To determine the effectiveness of executive functioning coaching, it's important to look for improvements in the ability to manage time, stay organized, set goals, prioritize tasks, and stay focused on persisting through those goals. A good coach will help you establish measurable goals and milestones and encourage self-reflection to track progress. However, the effectiveness of coaching ultimately depends on the willingness of the client to take ownership and accountability. For parents of students wondering how they might see progress, you will note progress when you realize you are prompting and reminding your child less than you were previously. As students work to develop EF skills, they create systems to remember tasks and goals and develop responsibility and independence as a result of it.

What Are The Drawbacks Of Executive Functioning Coaching?

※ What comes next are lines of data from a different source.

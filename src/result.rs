//! Execution result envelope.
//!
//! An [`ExecutionResult`] is immutable once built: it carries the device
//! and job it came from, a success flag, the typed [`ResultData`] and any
//! vendor metadata the device attached.

use serde::{Deserialize, Serialize};
use serde_json::{Map, Value};

use crate::job::JobId;
use crate::result_data::{ExperimentType, ResultData};

/// Result of one job.
#[derive(Debug, Clone, PartialEq, Serialize, Deserialize)]
pub struct ExecutionResult {
    device_id: String,
    job_id: JobId,
    success: bool,
    data: ResultData,
    #[serde(default, skip_serializing_if = "Map::is_empty")]
    details: Map<String, Value>,
}

impl ExecutionResult {
    /// Create a new execution result.
    pub fn new(
        device_id: impl Into<String>,
        job_id: impl Into<JobId>,
        success: bool,
        data: ResultData,
    ) -> Self {
        Self {
            device_id: device_id.into(),
            job_id: job_id.into(),
            success,
            data,
            details: Map::new(),
        }
    }

    /// Attach vendor details.
    pub fn with_details(mut self, details: Map<String, Value>) -> Self {
        self.details = details;
        self
    }

    /// Device that produced this result.
    pub fn device_id(&self) -> &str {
        &self.device_id
    }

    /// Job that produced this result.
    pub fn job_id(&self) -> &JobId {
        &self.job_id
    }

    /// Whether the device reported success.
    pub fn success(&self) -> bool {
        self.success
    }

    /// Typed result data.
    pub fn data(&self) -> &ResultData {
        &self.data
    }

    /// Experiment family of the data.
    pub fn experiment_type(&self) -> ExperimentType {
        self.data.experiment_type()
    }

    /// Vendor details.
    pub fn details(&self) -> &Map<String, Value> {
        &self.details
    }

    /// Consume the envelope, keeping the data.
    pub fn into_data(self) -> ResultData {
        self.data
    }
}
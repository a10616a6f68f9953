//! Property tests for the postprocessing functions.

use std::collections::BTreeMap;

use hal_jobs::postprocess::{
    distribute_counts, distribution, format_data, normalize_batch_bit_lengths, normalize_data,
};
use hal_jobs::{CountsData, Distribution, StateKey};
use proptest::prelude::*;

fn bitstring_counts() -> impl Strategy<Value = Distribution<u64>> {
    prop::collection::vec(("[01]{1,6}", 0u64..500), 1..12).prop_map(distribution)
}

fn probabilities() -> impl Strategy<Value = BTreeMap<u64, f64>> {
    prop::collection::vec(1u32..1000, 1..16).prop_map(|weights| {
        let total: u32 = weights.iter().sum();
        weights
            .into_iter()
            .enumerate()
            .map(|(i, w)| (i as u64, f64::from(w) / f64::from(total)))
            .collect()
    })
}

fn label_widths(d: &Distribution<u64>) -> Vec<usize> {
    d.keys()
        .filter_map(|k| match k {
            StateKey::Label(s) => Some(s.len()),
            StateKey::Index(_) => None,
        })
        .collect()
}

proptest! {
    #[test]
    fn format_data_is_idempotent(
        counts in bitstring_counts(),
        include_zero_values in any::<bool>(),
        decimal in any::<bool>(),
    ) {
        let once = format_data(&counts, include_zero_values, decimal).unwrap();
        let twice = format_data(&once, include_zero_values, decimal).unwrap();
        prop_assert_eq!(once, twice);
    }

    #[test]
    fn format_data_preserves_total(counts in bitstring_counts(), decimal in any::<bool>()) {
        let total: u64 = counts.values().sum();
        let formatted = format_data(&counts, true, decimal).unwrap();
        prop_assert_eq!(formatted.values().sum::<u64>(), total);
    }

    #[test]
    fn batch_widths_are_uniform(batch in prop::collection::vec(bitstring_counts(), 1..5)) {
        let normalized = normalize_batch_bit_lengths(&batch);
        let widths: Vec<usize> = normalized.iter().flat_map(label_widths).collect();
        let max = batch.iter().flat_map(label_widths).max().unwrap_or(0);
        prop_assert!(widths.iter().all(|&w| w == max));

        if let CountsData::Batch(formatted) = normalize_data(&CountsData::Batch(batch), false, false).unwrap() {
            let widths: Vec<usize> = formatted.iter().flat_map(label_widths).collect();
            prop_assert!(widths.windows(2).all(|w| w[0] == w[1]));
        } else {
            prop_assert!(false, "batch input must stay a batch");
        }
    }

    #[test]
    fn distributed_counts_sum_to_shots(probs in probabilities(), shots in 0i64..100_000) {
        let counts = distribute_counts(&probs, shots).unwrap();
        prop_assert_eq!(counts.values().sum::<u64>(), shots as u64);
        prop_assert!(counts.keys().all(|k| probs.contains_key(k)));
    }

    #[test]
    fn distributed_counts_track_probabilities(probs in probabilities(), shots in 1i64..10_000) {
        let counts = distribute_counts(&probs, shots).unwrap();
        let n = probs.len() as f64;
        for (state, p) in &probs {
            let expected = p * shots as f64;
            let got = counts.get(state).copied().unwrap_or(0) as f64;
            prop_assert!((got - expected).abs() <= n + 1.0, "state {state}: {got} vs {expected}");
        }
    }
}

As you can see from this full article, we feel strongly about the benefits of EF coaching. That being said, there are a few risks and drawbacks to consider as you evaluate if coaching is the right fit for you. Time and cost are two potential drawbacks, as EF coaching takes time and can be expensive. Additionally, EF coaching may not be effective for everyone, particularly those with underlying mental health conditions or neurological disorders that require more intensive treatment. Finally, finding the right EF coach can be challenging, and it may take some trial and error to find someone who is a good fit for your specific needs and learning style.

In conclusion, executive function coaching is a valuable investment in your child's future. By developing these crucial skills, your child can become more responsible, independent, and confident in all areas of life. The benefits of executive function coaching can be priceless, paving the way for success in academics, career, and personal relationships. So if you want to give your child the tools they need to thrive, consider executive function coaching as a smart and effective choice.